L’idée que l’alcool peut améliorer la santé cardiaque a persisté depuis, même si d’autres recherches ont révélé qu’il peut causer le cancer et d’autres problèmes de santé et augmenter le risque de blessure et de décès. Mais des contre-hypothèses tout aussi plausibles sont apparues pour expliquer pourquoi les abstinents s’en sortent moins bien que les buveurs modérés. Par exemple, les gens peuvent s’abstenir de boire de l’alcool parce qu’ils sont déjà en mauvaise santé, et la plupart des études ne peuvent pas faire la distinction entre les personnes qui n’ont jamais bu et celles qui ont bu beaucoup plus tôt dans leur vie puis ont arrêté. En effet, au fil des ans, par rapport à l’abstinence, la consommation modérée d’alcool a été associée à des conditions contre lesquelles elle ne pouvait logiquement pas protéger : un risque plus faible de surdité, de fractures de la hanche, de rhume et même de cirrhose alcoolique du foie. Tout cela permet de conclure que la santé détermine la consommation d’alcool et non l’inverse. Si c’est le cas, et que les abstinents sont prédisposés à une mauvaise santé, alors le fait de comparer les buveurs à ces derniers sous-estimera les effets négatifs de l’alcool. « Ce problème du groupe de référence dans l’épidémiologie de l’alcool affecte tout », déclare Tim Stockwell, directeur de l’Institut canadien de recherche sur les toxicomanies à l’université de Victoria en Colombie-Britannique. « Il est urgent d’établir : quel est le point de comparaison ? Tout ce que nous savons, c’est que le risque augmente avec la consommation d’alcool pour toutes ces pathologies.  » Mais sans groupe de comparaison fiable, il est impossible de dire précisément à quel point ces risques sont terribles.

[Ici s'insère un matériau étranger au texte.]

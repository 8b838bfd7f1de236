//! URL Analyzer: pure, deterministic predicates over a URL string.
//!
//! Neither [`classify_url`] nor [`is_dead_end`] touches the network or any
//! shared state — both operate purely on the string form of the URL, so they
//! can be called from the frontier's priority function and from the
//! extractor's link filter without synchronization.

use std::sync::OnceLock;

use regex::Regex;

use super::patterns::{DEAD_END_EXTENSIONS, DEAD_END_PATTERNS, PRODUCT_URL_PATTERNS};

/// Verdict returned by [`classify_url`].
#[derive(Debug, Clone, PartialEq)]
pub struct UrlVerdict {
    pub is_product: bool,
    pub score: f64,
    pub reasons: Vec<String>,
}

fn product_patterns() -> &'static [Regex] {
    static PATTERNS: OnceLock<Vec<Regex>> = OnceLock::new();
    PATTERNS.get_or_init(|| {
        PRODUCT_URL_PATTERNS
            .iter()
            .map(|p| Regex::new(p).expect("product URL pattern must compile"))
            .collect()
    })
}

fn dead_end_patterns() -> &'static [(&'static str, Vec<Regex>)] {
    static PATTERNS: OnceLock<Vec<(&'static str, Vec<Regex>)>> = OnceLock::new();
    PATTERNS.get_or_init(|| {
        DEAD_END_PATTERNS
            .iter()
            .map(|(category, patterns)| {
                let compiled = patterns
                    .iter()
                    .map(|p| Regex::new(p).expect("dead-end pattern must compile"))
                    .collect();
                (*category, compiled)
            })
            .collect()
    })
}

fn extension_pattern() -> &'static Regex {
    static PATTERN: OnceLock<Regex> = OnceLock::new();
    PATTERN.get_or_init(|| {
        let alternation = DEAD_END_EXTENSIONS.join("|");
        Regex::new(&format!(r"(?i)\.({alternation})$")).expect("extension pattern must compile")
    })
}

fn share_pattern() -> &'static Regex {
    static PATTERN: OnceLock<Regex> = OnceLock::new();
    PATTERN.get_or_init(|| Regex::new(r"/(share|social|follow)").unwrap())
}

fn newsletter_pattern() -> &'static Regex {
    static PATTERN: OnceLock<Regex> = OnceLock::new();
    PATTERN.get_or_init(|| Regex::new(r"/(email|newsletter|subscribe)").unwrap())
}

fn download_pattern() -> &'static Regex {
    static PATTERN: OnceLock<Regex> = OnceLock::new();
    PATTERN.get_or_init(|| Regex::new(r"/(download|file|attachment|document)").unwrap())
}

/// Decide whether `url`'s path puts it past the point of being a plausible
/// route to a product page (login walls, legal pages, admin panels, media
/// assets, ...).
pub fn is_dead_end(url: &str) -> bool {
    if url.trim().is_empty() {
        return true;
    }

    let lower = url.to_lowercase();
    let path = path_of(&lower);

    if extension_pattern().is_match(path) {
        return true;
    }

    for (_, patterns) in dead_end_patterns() {
        for pattern in patterns {
            if pattern.is_match(path) || pattern.is_match(&lower) {
                return true;
            }
        }
    }

    share_pattern().is_match(path) || newsletter_pattern().is_match(path) || download_pattern().is_match(path)
}

/// Classify a URL as a product page or not, purely from its string form.
pub fn classify_url(url: &str) -> UrlVerdict {
    if url.trim().is_empty() {
        return UrlVerdict {
            is_product: false,
            score: -3.0,
            reasons: vec!["invalid".to_string()],
        };
    }

    let lower = url.to_lowercase();

    if is_dead_end(&lower) {
        return UrlVerdict {
            is_product: false,
            score: -2.0,
            reasons: vec!["dead-end".to_string()],
        };
    }

    let path = path_of(&lower);
    for (pattern_str, pattern) in PRODUCT_URL_PATTERNS.iter().zip(product_patterns()) {
        if pattern.is_match(path) {
            return UrlVerdict {
                is_product: true,
                score: 1.0,
                reasons: vec![pattern_str.to_string()],
            };
        }
    }

    UrlVerdict {
        is_product: false,
        score: 0.0,
        reasons: vec![],
    }
}

/// Extract the path (plus anything after it) from a lowercased URL string
/// without pulling in a full `Url::parse`, since `classify_url`/`is_dead_end`
/// must tolerate malformed URLs that wouldn't parse at all.
fn path_of(url: &str) -> &str {
    let after_scheme = url
        .find("://")
        .map(|i| &url[i + 3..])
        .unwrap_or(url);
    match after_scheme.find('/') {
        Some(i) => &after_scheme[i..],
        None => "",
    }
}
//! HTML Extractor: parses a fetched page, classifies it, and resolves the
//! set of child links worth handing back to the frontier.
//!
//! Link discovery/resolution is grounded on the teacher's
//! `parser.rs::extract_links` (host-scoped `Url::join` resolution); dead-end
//! filtering delegates to [`super::url_analyzer::is_dead_end`].

use scraper::{Html, Selector};
use url::Url;

use super::classifier::{self, ClassificationVerdict};
use super::frontier::normalize_url;
use super::url_analyzer::is_dead_end;
use std::collections::HashMap;
use std::sync::OnceLock;

/// Outcome of extracting a single fetched page.
#[derive(Debug, Clone)]
pub struct ExtractedPage {
    pub verdict: ClassificationVerdict,
    /// Same-host, non-dead-end, normalized, deduplicated child links.
    pub links: Vec<String>,
}

fn link_selector() -> &'static Selector {
    static SEL: OnceLock<Selector> = OnceLock::new();
    SEL.get_or_init(|| Selector::parse("a[href]").unwrap())
}

/// Parse `html` (fetched from `url`), classify it, and extract the child
/// links that are worth enqueueing: same scheme (http/s), same host as
/// `url`, not a dead end, normalized, and deduplicated.
pub fn extract(html: &str, url: &str, weights: &HashMap<String, f64>) -> ExtractedPage {
    let verdict = classifier::classify(html, url, weights);

    let document = Html::parse_document(html);
    let base = Url::parse(url).ok();
    let base_host = base.as_ref().and_then(|u| u.host_str().map(|h| h.to_lowercase()));

    let mut seen = std::collections::HashSet::new();
    let mut links = Vec::new();

    for el in document.select(link_selector()) {
        let Some(href) = el.value().attr("href") else {
            continue;
        };

        let resolved = match &base {
            Some(base) => base.join(href).ok(),
            None => Url::parse(href).ok(),
        };
        let Some(resolved) = resolved else {
            continue;
        };

        if resolved.scheme() != "http" && resolved.scheme() != "https" {
            continue;
        }

        let link_host = resolved.host_str().map(|h| h.to_lowercase());
        if link_host != base_host {
            continue;
        }

        let Some(normalized) = normalize_url(resolved.as_str()) else {
            continue;
        };

        if is_dead_end(&normalized) {
            continue;
        }

        if seen.insert(normalized.clone()) {
            links.push(normalized);
        }
    }

    ExtractedPage { verdict, links }
}
//! Output sink: the two-column `seed_domain, product_url` record stream
//! spec.md §6 names, with the header truncate-and-write-once/append-and-
//! flush-per-row discipline spec.md §5/§6 requires.
//!
//! Grounded on pack example `31e752d2_suryaaravind97-rust-mini-webcrawler`
//! (`csv::Writer` over a plain `std::fs::File`) for the crate choice; the
//! single-mutex-around-every-write discipline follows the teacher's general
//! `Arc<Mutex<_>>`-per-shared-resource style.

use std::fs::OpenOptions;
use std::path::Path;

use thiserror::Error;
use tokio::sync::Mutex;

#[derive(Error, Debug)]
pub enum OutputError {
    #[error("failed to open output file: {0}")]
    Io(#[from] std::io::Error),
    #[error("failed to write CSV record: {0}")]
    Csv(#[from] csv::Error),
}

/// Serialized two-column CSV sink. One instance is shared (via `Arc`) across
/// every seed's parser worker for the life of the process.
pub struct Output {
    writer: Mutex<csv::Writer<std::fs::File>>,
}

impl Output {
    /// Truncate (or create) `path` and write the header row once.
    pub fn new(path: &Path) -> Result<Self, OutputError> {
        let file = OpenOptions::new()
            .write(true)
            .create(true)
            .truncate(true)
            .open(path)?;
        let mut writer = csv::Writer::from_writer(file);
        writer.write_record(["seed_domain", "product_url"])?;
        writer.flush()?;
        Ok(Self {
            writer: Mutex::new(writer),
        })
    }

    /// Append one `(seed_domain, product_url)` row, flushing immediately so
    /// each record is durable before the next is appended.
    pub async fn write_row(&self, seed_domain: &str, product_url: &str) -> Result<(), OutputError> {
        let mut writer = self.writer.lock().await;
        writer.write_record([seed_domain, product_url])?;
        writer.flush()?;
        Ok(())
    }
}

#[cfg(test)]
mod tests {
    use super::*;
    use std::io::Read;

    fn temp_path(label: &str) -> std::path::PathBuf {
        let mut path = std::env::temp_dir();
        path.push(format!("product-crawler-output-test-{label}.csv"));
        path
    }

    #[tokio::test]
    async fn writes_header_once_and_appends_rows() {
        let path = temp_path("header-once");
        let output = Output::new(&path).expect("create output");
        output
            .write_row("shop.test", "https://shop.test/p/1")
            .await
            .expect("write row 1");
        output
            .write_row("shop.test", "https://shop.test/p/2")
            .await
            .expect("write row 2");

        let mut contents = String::new();
        std::fs::File::open(&path)
            .unwrap()
            .read_to_string(&mut contents)
            .unwrap();
        let lines: Vec<&str> = contents.lines().collect();
        assert_eq!(lines[0], "seed_domain,product_url");
        assert_eq!(lines.len(), 3);
        let _ = std::fs::remove_file(&path);
    }

    #[tokio::test]
    async fn reopening_truncates_and_rewrites_header() {
        let path = temp_path("truncate");
        {
            let output = Output::new(&path).expect("create output");
            output
                .write_row("shop.test", "https://shop.test/p/1")
                .await
                .expect("write row");
        }
        {
            let _output = Output::new(&path).expect("recreate output");
        }

        let mut contents = String::new();
        std::fs::File::open(&path)
            .unwrap()
            .read_to_string(&mut contents)
            .unwrap();
        assert_eq!(contents.lines().count(), 1);
        let _ = std::fs::remove_file(&path);
    }
}
//! Work Tracker: an outstanding-work counter with quiescence notification.
//!
//! The crawl is quiescent when the tracker's count reaches zero: every URL
//! that was ever handed out by the frontier has either been fetched, parsed,
//! and had its children enqueued, or has failed and been accounted for. The
//! orchestrator awaits [`WorkTracker::wait_until_done`] to know when to stop
//! feeding workers.

use std::sync::Arc;

use tokio::sync::{Mutex, Notify};

/// Shared, cloneable handle to the outstanding-work count.
#[derive(Clone)]
pub struct WorkTracker {
    inner: Arc<Inner>,
}

struct Inner {
    count: Mutex<i64>,
    notify: Notify,
}

impl WorkTracker {
    pub fn new() -> Self {
        Self {
            inner: Arc::new(Inner {
                count: Mutex::new(0),
                notify: Notify::new(),
            }),
        }
    }

    /// Record `n` new units of outstanding work (e.g. `n` URLs just added to
    /// the frontier).
    pub async fn add(&self, n: i64) {
        if n == 0 {
            return;
        }
        let mut count = self.inner.count.lock().await;
        *count += n;
    }

    /// Record that `n` units of outstanding work have completed. Wakes any
    /// waiter once the count reaches zero.
    pub async fn done(&self, n: i64) {
        if n == 0 {
            return;
        }
        let mut count = self.inner.count.lock().await;
        *count -= n;
        assert!(*count >= 0, "work tracker count went negative");
        if *count == 0 {
            self.inner.notify.notify_waiters();
        }
    }

    /// Current outstanding-work count.
    pub async fn count(&self) -> i64 {
        *self.inner.count.lock().await
    }

    /// Block until the outstanding-work count reaches zero. If the count is
    /// already zero this returns immediately.
    pub async fn wait_until_done(&self) {
        loop {
            let notified = self.inner.notify.notified();
            if *self.inner.count.lock().await == 0 {
                return;
            }
            notified.await;
            if *self.inner.count.lock().await == 0 {
                return;
            }
        }
    }
}

impl Default for WorkTracker {
    fn default() -> Self {
        Self::new()
    }
}

#[cfg(test)]
mod tests {
    use super::*;
    use std::time::Duration;

    #[tokio::test]
    async fn starts_at_zero_and_returns_immediately() {
        let tracker = WorkTracker::new();
        assert_eq!(tracker.count().await, 0);
        tokio::time::timeout(Duration::from_millis(50), tracker.wait_until_done())
            .await
            .expect("should not block when count is already zero");
    }

    #[tokio::test]
    async fn add_then_done_balances_to_zero() {
        let tracker = WorkTracker::new();
        tracker.add(3).await;
        assert_eq!(tracker.count().await, 3);
        tracker.done(1).await;
        tracker.done(2).await;
        assert_eq!(tracker.count().await, 0);
    }

    #[tokio::test]
    async fn wait_until_done_unblocks_when_last_unit_completes() {
        let tracker = WorkTracker::new();
        tracker.add(1).await;

        let waiter = tracker.clone();
        let handle = tokio::spawn(async move {
            waiter.wait_until_done().await;
        });

        tokio::time::sleep(Duration::from_millis(20)).await;
        tracker.done(1).await;

        tokio::time::timeout(Duration::from_millis(200), handle)
            .await
            .expect("waiter should unblock")
            .expect("task should not panic");
    }

    #[tokio::test]
    #[should_panic(expected = "work tracker count went negative")]
    async fn done_past_zero_panics() {
        let tracker = WorkTracker::new();
        tracker.done(1).await;
    }
}
//! Pattern catalogs for the URL Analyzer.
//!
//! These are plain data tables, not code: each entry is a `(category,
//! regex)` pair (or a bare regex for the product-URL list). Keeping them as
//! flat `&'static str` lists means they can be swapped or extended without
//! touching the matching logic in `url_analyzer`.

/// Dead-end URL patterns grouped by category, checked against the URL path.
pub const DEAD_END_PATTERNS: &[(&str, &[&str])] = &[
    (
        "account_auth",
        &[
            r"/login",
            r"/signin",
            r"/sign-in",
            r"/register",
            r"/signup",
            r"/sign-up",
            r"/account",
            r"/profile",
            r"/my-account",
            r"/user",
            r"/member",
            r"/checkout",
            r"/cart",
            r"/basket",
            r"/bag",
            r"/wishlist",
            r"/favorites",
            r"/logout",
            r"/signout",
            r"/sign-out",
        ],
    ),
    (
        "legal_info",
        &[
            r"/terms",
            r"/privacy",
            r"/policy",
            r"/legal",
            r"/disclaimer",
            r"/cookies",
            r"/gdpr",
            r"/compliance",
            r"/terms-of-service",
            r"/privacy-policy",
            r"/return-policy",
            r"/shipping-policy",
        ],
    ),
    (
        "company_info",
        &[
            r"/about",
            r"/contact",
            r"/careers",
            r"/jobs",
            r"/investors",
            r"/press",
            r"/media",
            r"/news",
            r"/blog",
            r"/help",
            r"/support",
            r"/faq",
            r"/customer-service",
            r"/team",
            r"/company",
        ],
    ),
    (
        "api_technical",
        &[
            r"/api/",
            r"/ajax/",
            r"/json/",
            r"/xml/",
            r"/rss/",
            r"/feed/",
            r"/webhook",
            r"/callback",
            r"/oauth",
            r"/auth/",
            r"/token",
            r"\.css",
            r"\.js",
            r"\.json",
            r"\.xml",
            r"\.txt",
            r"\.pdf",
            r"\.jpg",
            r"\.jpeg",
            r"\.png",
            r"\.gif",
            r"\.svg",
            r"\.ico",
            r"\.woff",
            r"\.ttf",
            r"\.eot",
        ],
    ),
    (
        "admin_backend",
        &[
            r"/admin",
            r"/dashboard",
            r"/cms",
            r"/wp-admin",
            r"/backend",
            r"/manage",
            r"/control-panel",
            r"/administrator",
        ],
    ),
    (
        "search_filter",
        &[
            r"/search",
            r"/filter",
            r"/sort",
            r"/compare",
            r"/reviews-only",
            r"/questions",
            r"/q&a",
            r"/specifications-only",
        ],
    ),
    (
        "non_product_actions",
        &[
            r"/add-to-cart",
            r"/buy-now",
            r"/quick-view",
            r"/share",
            r"/email-friend",
            r"/track-order",
            r"/order-status",
            r"/download",
            r"/subscribe",
            r"/unsubscribe",
            r"/reviews",
        ],
    ),
];

/// File extensions that are never product pages, checked case-insensitively
/// against the end of the URL path.
pub const DEAD_END_EXTENSIONS: &[&str] = &[
    "css", "js", "json", "xml", "txt", "pdf", "zip", "rar", "exe", "dmg", "pkg", "jpg", "jpeg",
    "png", "gif", "svg", "ico", "webp", "mp4", "mp3", "wav",
];

/// Product URL regexes, checked in order against the URL path. Platform-
/// specific patterns come first (Amazon, eBay, Walmart, Target, ...),
/// followed by generic e-commerce path shapes.
pub const PRODUCT_URL_PATTERNS: &[&str] = &[
    r"/dp/[A-Z0-9]{10}",
    r"/gp/product/[A-Z0-9]{10}",
    r"/exec/obidos/ASIN/[A-Z0-9]{10}",
    r"/product-reviews/[A-Z0-9]{10}",
    r"/[^/]+/dp/[A-Z0-9]{10}",
    r"/itm/[0-9]+",
    r"/p/[0-9]+",
    r"/i/[0-9]+",
    r"/deals/[^/]+/[0-9]+",
    r"/ip/[^/]+/[0-9]+",
    r"/product/[^/]+/[0-9]+",
    r"/grocery/ip/[^/]+/[0-9]+",
    r"/p/[^/]+/-/A-[0-9]+",
    r"/product/[^/]+/-/A-[0-9]+",
    r"/listing/[0-9]+",
    r"/[^/]+/listing/[0-9]+",
    r"/products/[^/?]+",
    r"/collections/[^/]+/products/[^/?]+",
    r"/item/[0-9]+\.html",
    r"/store/product/[^/]+/[0-9]+\.html",
    r"/product-detail/[^/]+_[0-9]+\.html",
    r"/p/[^/]+/[0-9]+\.html",
    // Generic patterns
    r"/product[s]?/[^/?]+",
    r"/item[s]?/[^/?]+",
    r"/p/[^/?]+",
    r"/goods/[^/?]+",
    r"/detail/[^/?]+",
    r"/product-[0-9]+",
    r"/item-[0-9]+",
    r"/[^/]+-p[0-9]+",
    r"/sku[/-][0-9A-Za-z]+",
    r"/catalog/product/view/id/[0-9]+",
    r"/[^/]+\.html\?.*product.*id=\d+",
    r"/product_info\.php\?products_id=\d+",
];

Les auteurs de la récente étude parue dans The Lancet se sont efforcés de résoudre ce problème, du moins en partie, en éliminant les anciens buveurs de leur groupe de référence, ne laissant que les personnes n’ayant jamais bu. Pour ce faire, ils ont passé deux ans à rechercher toutes les études épidémiologiques sur l’alcool jamais réalisées qui répondaient à certains critères, puis à extraire les données originales. Ils ont marqué celles qui excluaient déjà les anciens buveurs, ce qui, selon eux, rendrait le groupe de comparaison plus précis ; à celles qui ne le faisaient pas, ils ont appliqué un modèle mathématique qui contrôlerait les différences entre leur groupe de comparaison et celui des études privilégiées.

Les résultats – qui sont ventilés par âge, sexe, 195 lieux géographiques et 23 problèmes de santé précédemment associés à l’alcool – montrent que, dans l’ensemble, par rapport à une consommation nulle, le fait de boire un verre par jour augmente le risque de développer la plupart de ces problèmes de santé. Il s’agit d’infections comme la tuberculose, de maladies chroniques comme le diabète, de huit types de cancer, d’accidents et d’automutilation. (Plus vous buvez, plus ces risques augmentent). Cela suggère que, dans l’ensemble, les avantages de l’abstinence l’emportent sur la perte de toute amélioration de la santé que peut offrir une consommation modérée d’alcool. Toutefois, les résultats montrent également qu’une portion d’alcool par jour réduit légèrement le risque de certains types de maladies cardiaques, en particulier dans les pays développés, où les gens sont beaucoup plus susceptibles de vivre assez longtemps pour en souffrir. Donc, en théorie, si vous êtes un buveur quotidien qui survit au risque accru d’accidents ou de cancers qui sont plus susceptibles de frapper les personnes jeunes ou d’âge moyen, à 80 ans, lorsque les maladies cardiaques deviennent une cause majeure de décès, votre consommation modérée d’alcool pourrait prolonger votre vie. Mais il se peut aussi que ce soit votre résilience biologique innée qui vous ait permis de rester en assez bonne santé pour boire. Les données ne permettent toujours pas de le dire.